Cuando se habla de Omega-3, casi siempre la conversación gira en torno a "cuánto tomar". Pero una parte importante de la investigación científica de las últimas décadas apunta a que la pregunta correcta no es solo la cantidad, sino la proporción frente al Omega-6. Este artículo resume esa evidencia y cómo se relaciona con uno de los patrones de alimentación más estudiados del mundo: la dieta tradicional de la isla de Creta.
El estudio de referencia: Simopoulos, 2002
La Dra. Artemis Simopoulos, quien presidió durante nueve años el Comité de Nutrición de los Institutos Nacionales de Salud de Estados Unidos, publicó en 2002 en la revista Biomedicine & Pharmacotherapy un estudio que hoy es una de las referencias más citadas sobre el tema: "The Importance of the Ratio of Omega-6/Omega-3 Essential Fatty Acids".
Su conclusión central: a lo largo de la evolución humana, la alimentación tenía una proporción de Omega-6 a Omega-3 cercana a 1:1. En la dieta occidental moderna, con el auge de los aceites vegetales refinados y los alimentos ultraprocesados, esa proporción se elevó hasta 15:1 e incluso 17:1 en muchas poblaciones actuales.
El Omega-6 es un ácido graso esencial — el cuerpo lo necesita, no es "el enemigo". El punto que señala la evidencia es el desequilibrio sostenido entre ambos, no la presencia de uno de ellos.
El modelo de Creta
Este mismo principio es la base de The Omega Diet, el libro de divulgación científica escrito por la propia Dra. Simopoulos junto con la periodista Jo Robinson, que documenta el patrón de alimentación tradicional de la isla griega de Creta — con una proporción de Omega-3 hasta cuatro veces mayor que la de una dieta occidental típica.
Los elementos centrales de ese patrón alimentario:
- Pescado y aceite de oliva virgen extra como principales fuentes de grasa.
- Abundancia de frutas, verduras y legumbres ricas en antioxidantes.
- Consumo moderado de huevo y queso.
- Bajo consumo de aceites vegetales industrializados y ultraprocesados.

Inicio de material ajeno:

/// Capacity consumed per fork of a template run.
pub const FORK_COST: u32 = 10;

/// Capacity consumed by a project sync.
pub const PROJECT_SYNC_COST: u32 = 10;

/// Capacity consumed by an inventory sync.
pub const INVENTORY_SYNC_COST: u32 = 20;

/// Capacity consumed by an ad-hoc command.
pub const AD_HOC_COMMAND_COST: u32 = 10;

/// Capacity consumed by a system task.
pub const SYSTEM_TASK_COST: u32 = 5;

/// Orchestration overhead of a workflow run on its control node.
pub const WORKFLOW_RUN_COST: u32 = 1;

/// Lifecycle status of a work item.
#[derive(Debug, Clone, Copy, PartialEq, Eq, Hash, Serialize, Deserialize)]
#[serde(rename_all = "snake_case")]
pub enum Status {
    Pending,
    Waiting,
    Running,
    Successful,
    Failed,
    Canceled,
}

impl Status {
    pub fn as_str(&self) -> &'static str {
        match self {
            Self::Pending => "pending",
            Self::Waiting => "waiting",
            Self::Running => "running",
            Self::Successful => "successful",
            Self::Failed => "failed",
            Self::Canceled => "canceled",
        }
    }

    /// Waiting or running: holds capacity and blocks resources.
    pub fn is_active(&self) -> bool {
        matches!(self, Self::Waiting | Self::Running)
    }

    /// Not yet in a terminal state.
    pub fn is_unfinished(&self) -> bool {
        matches!(self, Self::Pending | Self::Waiting | Self::Running)
    }
}

impl std::fmt::Display for Status {
    fn fmt(&self, f: &mut std::fmt::Formatter<'_>) -> std::fmt::Result {
        f.write_str(self.as_str())
    }
}

impl std::str::FromStr for Status {
    type Err = String;

    fn from_str(s: &str) -> Result<Self, Self::Err> {
        match s {
            "pending" => Ok(Self::Pending),
            "waiting" => Ok(Self::Waiting),
            "running" => Ok(Self::Running),
            "successful" => Ok(Self::Successful),
            "failed" => Ok(Self::Failed),
            "canceled" => Ok(Self::Canceled),
            other => Err(format!("unknown status '{other}'")),
        }
    }
}

/// How a work item came to exist.
#[derive(Debug, Clone, Copy, PartialEq, Eq, Hash, Serialize, Deserialize)]
#[serde(rename_all = "snake_case")]
pub enum LaunchKind {
    Manual,
    Relaunch,
    Callback,
    Scheduled,
    Dependency,
    Workflow,
    Webhook,
    Sync,
    Scm,
}

impl LaunchKind {
    pub fn as_str(&self) -> &'static str {
        match self {
            Self::Manual => "manual",
            Self::Relaunch => "relaunch",
            Self::Callback => "callback",
            Self::Scheduled => "scheduled",
            Self::Dependency => "dependency",
            Self::Workflow => "workflow",
            Self::Webhook => "webhook",
            Self::Sync => "sync",
            Self::Scm => "scm",
        }
    }
}

impl std::str::FromStr for LaunchKind {
    type Err = String;

    fn from_str(s: &str) -> Result<Self, Self::Err> {
        match s {
            "manual" => Ok(Self::Manual),
            "relaunch" => Ok(Self::Relaunch),
            "callback" => Ok(Self::Callback),
            "scheduled" => Ok(Self::Scheduled),
            "dependency" => Ok(Self::Dependency),
            "workflow" => Ok(Self::Workflow),
            "webhook" => Ok(Self::Webhook),
            "sync" => Ok(Self::Sync),
            "scm" => Ok(Self::Scm),
            other => Err(format!("unknown launch kind '{other}'")),
        }
    }
}
impl WorkflowDag {
    /// Edges naming unknown nodes are dropped.
    pub fn new(nodes: Vec<WorkflowNode>, edges: Vec<WorkflowEdge>) -> Self {
        let nodes: BTreeMap<WorkflowNodeId, WorkflowNode> =
            nodes.into_iter().map(|node| (node.id, node)).collect();

        let mut by_parent: BTreeMap<WorkflowNodeId, Vec<(EdgeKind, WorkflowNodeId)>> =
            BTreeMap::new();
        for edge in edges {
            if nodes.contains_key(&edge.parent) && nodes.contains_key(&edge.child) {
                by_parent
                    .entry(edge.parent)
                    .or_default()
                    .push((edge.kind, edge.child));
            }
        }
        for children in by_parent.values_mut() {
            children.sort();
            children.dedup();
        }

        Self {
            nodes,
            edges: by_parent,
        }
    }

    pub fn node(&self, id: WorkflowNodeId) -> Option<&WorkflowNode> {
        self.nodes.get(&id)
    }

    pub fn len(&self) -> usize {
        self.nodes.len()
    }

    pub fn is_empty(&self) -> bool {
        self.nodes.is_empty()
    }

    /// Nodes no edge points at, by id.
    fn roots(&self) -> Vec<WorkflowNodeId> {
        let children: HashSet<WorkflowNodeId> = self
            .edges
            .values()
            .flatten()
            .map(|(_, child)| *child)
            .collect();
        self.nodes
            .keys()
            .copied()
            .filter(|id| !children.contains(id))
            .collect()
    }

    /// Children reached once `node`'s job ended in `status`.
    fn next(&self, node: WorkflowNodeId, status: Status) -> impl Iterator<Item = WorkflowNodeId> + '_ {
        self.edges
            .get(&node)
            .into_iter()
            .flatten()
            .filter(move |(kind, _)| kind.follows(status))
            .map(|(_, child)| *child)
    }

    /// Whether `node` has an edge that handles its job failing.
    fn handles_failure(&self, node: WorkflowNodeId) -> bool {
        self.next(node, Status::Failed).next().is_some()
    }

    /// Walk the reachable part of the graph breadth first, calling `visit`
    /// once per node. `visit` returns the status whose edges to follow, or
    /// `None` to stop at that node.
    fn walk(&self, mut visit: impl FnMut(&WorkflowNode) -> Option<Status>) {
        let mut queue: VecDeque<WorkflowNodeId> = self.roots().into();
        let mut seen: BTreeSet<WorkflowNodeId> = queue.iter().copied().collect();

        while let Some(id) = queue.pop_front() {
            let Some(node) = self.nodes.get(&id) else {
                continue;
            };
            let Some(status) = visit(node) else {
                continue;
            };
            for child in self.next(id, status) {
                if seen.insert(child) {
                    queue.push_back(child);
                }
            }
        }
    }

    /// Reachable nodes with nothing spawned yet, in traversal order.
    ///
    /// Nodes whose template is gone are skipped; they count against the
    /// workflow in [`Self::progress`].
    pub fn nodes_to_run(&self) -> Vec<&WorkflowNode> {
        let mut ready = Vec::new();
        self.walk(|node| match node.job {
            None => {
                if node.template.is_some() {
                    ready.push(node.id);
                }
                None
            }
            Some((_, status)) if status.is_unfinished() => None,
            Some((_, status)) => Some(status),
        });
        ready.iter().filter_map(|id| self.nodes.get(id)).collect()
    }

    /// Whether the workflow is done and how it ended.
    ///
    /// It is done once no reachable node is unspawned or unfinished. It
    /// failed if a reachable node could not run, a job was canceled, or a
    /// job failed with no failure or always edge to handle it.
    pub fn progress(&self) -> WorkflowProgress {
        let mut running = false;
        let mut failed = false;

        self.walk(|node| {
            if node.template.is_none() && node.job.is_none() {
                failed = true;
                return None;
            }
            match node.job {
                None => {
                    running = true;
                    None
                }
                Some((_, status)) if status.is_unfinished() => {
                    running = true;
                    None
                }
                Some((_, Status::Canceled)) => {
                    failed = true;
                    None
                }
                Some((_, Status::Failed)) => {
                    if !self.handles_failure(node.id) {
                        failed = true;
                    }
                    Some(Status::Failed)
                }
                Some((_, status)) => Some(status),
            }
        });

        if running {
            WorkflowProgress::Running
        } else if failed {
            WorkflowProgress::Finished(Status::Failed)
        } else {
            WorkflowProgress::Finished(Status::Successful)
        }
    }

    /// Spawned jobs that have not finished.
    pub fn unfinished_jobs(&self) -> Vec<WorkItemId> {
        self.nodes
            .values()
            .filter_map(|node| node.job)
            .filter(|(_, status)| status.is_unfinished())
            .map(|(id, _)| id)
            .collect()
    }
}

Distintos estudios epidemiológicos citados en la literatura sobre este patrón lo asocian con una menor tasa de mortalidad por enfermedad cardiovascular. Es importante ser cuidadosos con esta información: se trata de asociaciones estadísticas poblacionales, no de una promesa de resultado individual, y ningún alimento o suplemento sustituye una alimentación equilibrada ni la orientación de un profesional de la salud.

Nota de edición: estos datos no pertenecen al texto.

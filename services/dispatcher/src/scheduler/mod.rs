//! Scheduler host: loads state, runs passes, writes decisions back.
//!
//! The decision logic lives in `jobplane-scheduling`; this module owns the
//! I/O around it:
//! - The [`SchedulerStore`] seam over durable state
//! - The [`TaskManager`] that advances workflows and runs one pass end to end
//! - The periodic [`SchedulerWorker`]

#[cfg(test)]
pub(crate) mod memory;
pub mod store;
mod task_manager;
mod worker;

pub use store::{dispatched_status, PersistOutcome, SchedulerStore, StoreError, StoreResult};
pub use task_manager::{TaskManager, TaskManagerError};
pub use worker::SchedulerWorker;
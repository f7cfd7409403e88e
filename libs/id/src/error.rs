//! Error types for ID parsing and validation.

use thiserror::Error;

/// Errors that can occur when parsing or validating IDs.
#[derive(Debug, Error, Clone, PartialEq, Eq)]
pub enum IdError {
    /// The ID string is empty.
    #[error("ID cannot be empty")]
    Empty,

    /// The ID has an invalid prefix.
    #[error("invalid ID prefix: expected '{expected}', got '{actual}'")]
    InvalidPrefix {
        expected: &'static str,
        actual: String,
    },

    /// The ID is missing the underscore separator.
    #[error("ID missing underscore separator")]
    MissingSeparator,

    /// The numeric portion of the ID is not a positive integer.
    #[error("invalid ID number: {0}")]
    InvalidNumber(String),

    /// The hostname is not usable as a node identity.
    #[error("invalid hostname: {message}")]
    InvalidHostname { message: String },
}

impl IdError {
    /// Returns true if this error indicates the input was empty.
    pub fn is_empty(&self) -> bool {
        matches!(self, IdError::Empty)
    }
}
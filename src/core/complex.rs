//! Scalar helpers over [`Complex64`].
//!
//! Modulus, argument, conjugate and the four arithmetic operators come from
//! `num_complex`; this module only adds the constants and comparisons the
//! rest of the crate keeps reaching for.

use num_complex::Complex64;

pub const ZERO: Complex64 = Complex64::new(0.0, 0.0);
pub const ONE: Complex64 = Complex64::new(1.0, 0.0);
pub const I: Complex64 = Complex64::new(0.0, 1.0);

/// Shorthand for `Complex64::new(re, im)`.
#[inline]
pub const fn c64(re: f64, im: f64) -> Complex64 {
    Complex64::new(re, im)
}

/// True when `|a - b| < tol`.
#[inline]
pub fn approx_eq(a: Complex64, b: Complex64, tol: f64) -> bool {
    (a - b).norm() < tol
}

/// True when the modulus of `z` is below `tol`.
#[inline]
pub fn is_negligible(z: Complex64, tol: f64) -> bool {
    z.norm() < tol
}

¿Cómo se traduce esto a la alimentación diaria?
Sin necesidad de mudarte al Mediterráneo, los principios son aplicables: priorizar pescado graso y aceite de oliva sobre aceites vegetales refinados, aumentar el consumo de vegetales y legumbres, y moderar los ultraprocesados.
Preguntas frecuentes
¿Cuál es la proporción ideal de Omega-6 a Omega-3? La evidencia evolutiva que cita Simopoulos apunta a una proporción cercana a 1:1 a 2:1, muy distinta de la que predomina hoy en la dieta occidental (15:1 a 17:1). La proporción individual óptima puede variar y conviene consultarla con un profesional de la salud.

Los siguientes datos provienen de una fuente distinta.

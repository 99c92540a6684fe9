//! The circuit register.
//!
//! A [`Circuit`] is a time-ordered list of [`Column`]s. Each column is either
//! a full layer with one single-qubit operator per lane (identity on idle
//! lanes) or a single controlled gate already sized to the whole system.
//! The resultant unitary is the product of the column operators with the
//! oldest column rightmost, so it is applied to the input first.

use crate::braket::format_braket_with_tolerance;
use crate::config::CircuitConfig;
use crate::core::errors::{CircuitError, MatrixError};
use crate::core::utils::{self, MAX_QUBITS, build_initial_state};
use crate::core::{ControlledGate, Gate, GateKind, Matrix, SingleQubitGate};
use std::borrow::Cow;
use tracing::{debug, trace, warn};

/// One time step of the register.
#[derive(Clone, Debug, PartialEq)]
pub enum Column {
    /// One operator per qubit lane, lane `q` at index `q`.
    Layer(Vec<SingleQubitGate>),
    /// A multi-qubit gate spanning the whole system.
    Controlled(ControlledGate),
}

impl Column {
    /// The `2^n x 2^n` operator of this column.
    ///
    /// Layers are tensored with lane `n-1` outermost and lane 0 innermost.
    pub fn operator(&self) -> Result<Cow<'_, Matrix>, MatrixError> {
        match self {
            Column::Layer(lanes) => {
                utils::tensor_chain_refs(lanes.iter().map(SingleQubitGate::matrix)).map(Cow::Owned)
            }
            Column::Controlled(gate) => Ok(Cow::Borrowed(gate.matrix())),
        }
    }

    /// Number of entries: `n` for a layer, 1 for a controlled gate.
    pub fn len(&self) -> usize {
        match self {
            Column::Layer(lanes) => lanes.len(),
            Column::Controlled(_) => 1,
        }
    }

    pub fn is_empty(&self) -> bool {
        self.len() == 0
    }

    /// The single-qubit operator on `lane`, if this is a layer.
    pub fn lane(&self, lane: usize) -> Option<&SingleQubitGate> {
        match self {
            Column::Layer(lanes) => lanes.get(lane),
            Column::Controlled(_) => None,
        }
    }

    /// A non-identity single-qubit gate sits on `lane`.
    fn holds_gate(&self, lane: usize) -> bool {
        self.lane(lane).is_some_and(|g| !g.is_identity())
    }

    /// `lane` is an identity filler inside a layer.
    fn is_free(&self, lane: usize) -> bool {
        self.lane(lane).is_some_and(SingleQubitGate::is_identity)
    }

    /// Layer made only of identity fillers.
    pub fn is_idle(&self) -> bool {
        match self {
            Column::Layer(lanes) => lanes.iter().all(SingleQubitGate::is_identity),
            Column::Controlled(_) => false,
        }
    }
}

#[derive(Clone, Debug)]
pub struct Circuit {
    qubits: usize,
    input: Matrix,
    columns: Vec<Column>,
    config: CircuitConfig,
}

impl Circuit {
    /// Creates an empty circuit over `qubits` qubits with the given
    /// `2^qubits x 1` input statevector.
    pub fn new(qubits: usize, input: Matrix) -> Result<Self, CircuitError> {
        Self::with_config(qubits, input, CircuitConfig::default())
    }

    pub fn with_config(
        qubits: usize,
        input: Matrix,
        config: CircuitConfig,
    ) -> Result<Self, CircuitError> {
        Self::check_size(qubits, &config)?;
        Self::from_parts(qubits, input, config)
    }

    /// Builds the circuit once `qubits` has passed [`check_size`](Self::check_size).
    fn from_parts(
        qubits: usize,
        input: Matrix,
        config: CircuitConfig,
    ) -> Result<Self, CircuitError> {
        let dim = 1 << qubits;
        let (rows, cols) = input.dim();
        if rows != dim || cols != 1 {
            return Err(CircuitError::InvalidInitialState {
                expected: dim,
                got_rows: rows,
                got_cols: cols,
            });
        }

        Ok(Self {
            qubits,
            input,
            columns: Vec::new(),
            config,
        })
    }

    /// Creates a circuit whose input is the basis state given by `digits`,
    /// character `i` being the state of qubit `i`.
    pub fn from_digits(digits: &str) -> Result<Self, CircuitError> {
        Self::from_digits_with_config(digits, CircuitConfig::default())
    }

    pub fn from_digits_with_config(
        digits: &str,
        config: CircuitConfig,
    ) -> Result<Self, CircuitError> {
        // Bound the size before the 2^n input vector is allocated.
        let qubits = digits.chars().count();
        Self::check_size(qubits, &config)?;
        let input = build_initial_state(digits)?;
        Self::from_parts(qubits, input, config)
    }

    fn check_size(qubits: usize, config: &CircuitConfig) -> Result<(), CircuitError> {
        if qubits == 0 {
            return Err(CircuitError::NoQubits);
        }
        let max = config.max_qubits.min(MAX_QUBITS);
        if qubits > max {
            return Err(CircuitError::QubitLimitExceeded {
                requested: qubits,
                max,
            });
        }
        if qubits > config.warn_qubits {
            warn!(
                qubits,
                threshold = config.warn_qubits,
                "large circuit, memory and time grow as 4^n per column"
            );
        }
        Ok(())
    }

    pub fn qubit_count(&self) -> usize {
        self.qubits
    }

    pub fn input_state(&self) -> &Matrix {
        &self.input
    }

    pub fn columns(&self) -> &[Column] {
        &self.columns
    }

    pub fn config(&self) -> &CircuitConfig {
        &self.config
    }

    pub fn is_empty(&self) -> bool {
        self.columns.is_empty()
    }

    /// Appends `gate` as a new column.
    ///
    /// A single-qubit gate becomes a layer with identity on every other
    /// lane; a controlled gate becomes a column of its own. Identity and
    /// projector operators are lane fillers and cannot be placed. The gate
    /// is validated against the circuit first, so a failed call leaves the
    /// register untouched.
    pub fn add(&mut self, gate: Gate) -> Result<(), CircuitError> {
        let symbol = gate.symbol();
        let column = match gate {
            Gate::Single(gate) => {
                if matches!(gate.kind(), GateKind::Identity | GateKind::Projector(_)) {
                    return Err(CircuitError::NotPlaceable(gate.kind()));
                }
                let target = gate.qubit();
                if target >= self.qubits {
                    return Err(CircuitError::QubitOutOfRange {
                        qubit: target,
                        num_qubits: self.qubits,
                    });
                }
                let mut lanes: Vec<SingleQubitGate> =
                    (0..self.qubits).map(SingleQubitGate::identity).collect();
                lanes[target] = gate;
                Column::Layer(lanes)
            }
            Gate::Controlled(gate) => {
                if gate.num_qubits() != self.qubits {
                    return Err(CircuitError::GateSizeMismatch {
                        expected: self.qubits,
                        got: gate.num_qubits(),
                    });
                }
                Column::Controlled(gate)
            }
        };

        self.columns.push(column);
        debug!(symbol, columns = self.columns.len(), "gate added");
        Ok(())
    }

    /// [`add`](Self::add) followed by [`compact`](Self::compact), the step
    /// an interactive builder performs after each gate choice.
    pub fn place(&mut self, gate: Gate) -> Result<bool, CircuitError> {
        self.add(gate)?;
        Ok(self.compact())
    }

    /// Moves the gates of the last column as far left as their lanes allow.
    ///
    /// Lanes of the last column are visited in order. A non-identity gate
    /// leapfrogs into the column to the left of the cursor while that
    /// column is a layer with an identity on the same lane. The cursor is
    /// shared by all lanes: once a gate has moved, later lanes are read
    /// from the column the cursor now points at. If anything moved, the
    /// trailing column is dropped once it holds only identities.
    ///
    /// The shared cursor can strand a gate in the trailing column (a lane
    /// read after the cursor has moved may find its gate still in the last
    /// column). Such a column is kept rather than dropped, so no gate is
    /// lost. This only arises when the last column holds several gates;
    /// after [`place`](Self::place) it holds exactly one.
    ///
    /// Returns whether any gate moved.
    pub fn compact(&mut self) -> bool {
        if self.columns.len() < 2 {
            return false;
        }

        let last = self.columns.len() - 1;
        let mut cursor = last;
        let mut moves = 0usize;

        for lane in 0..self.columns[last].len() {
            if !self.columns[cursor].holds_gate(lane) {
                continue;
            }
            while cursor > 0 && self.columns[cursor - 1].is_free(lane) {
                self.swap_lane(cursor - 1, lane);
                cursor -= 1;
                moves += 1;
            }
        }

        if moves == 0 {
            return false;
        }

        if self.columns[last].is_idle() {
            self.columns.pop();
            debug!(moves, columns = self.columns.len(), "register compacted");
        } else {
            // The shared cursor can leave a gate behind in the last column;
            // dropping it would silently change the circuit.
            warn!(
                moves,
                column = last,
                "trailing column still holds gates after compaction, keeping it"
            );
        }
        true
    }

    /// Swaps the `lane` entries of columns `left` and `left + 1`.
    fn swap_lane(&mut self, left: usize, lane: usize) {
        let (head, tail) = self.columns.split_at_mut(left + 1);
        if let (Column::Layer(a), Column::Layer(b)) = (&mut head[left], &mut tail[0]) {
            std::mem::swap(&mut a[lane], &mut b[lane]);
        }
    }

    /// The unitary of the whole circuit, `C_last * ... * C_1 * C_0`.
    pub fn resultant_matrix(&self) -> Result<Matrix, CircuitError> {
        if self.columns.is_empty() {
            return Err(CircuitError::EmptyCircuit);
        }

        let mut total = Matrix::identity(1 << self.qubits);
        for (index, column) in self.columns.iter().enumerate() {
            let operator = column.operator()?;
            trace!(column = index, dim = operator.rows(), "composing column");
            total = operator.checked_mul(&total)?;
        }
        Ok(total)
    }

    /// Applies the resultant matrix to the input statevector.
    pub fn output_state(&self) -> Result<Matrix, CircuitError> {
        Ok(self.resultant_matrix()?.checked_mul(&self.input)?)
    }

    /// The output state in bra-ket form, dropping amplitudes below the
    /// configured tolerance.
    pub fn format_output(&self) -> Result<String, CircuitError> {
        let out = self.output_state()?;
        format_braket_with_tolerance(&out, self.qubits, self.config.tolerance)
    }
}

¿Cómo sé cuál es mi proporción actual? Existen pruebas de laboratorio que permiten conocer tu proporción individual de ácidos grasos. Si te interesa este tema, podemos orientarte al respecto.
Este artículo tiene fines informativos y educativos, no constituye consejo médico ni nutricional individualizado. Consulta a un profesional de la salud.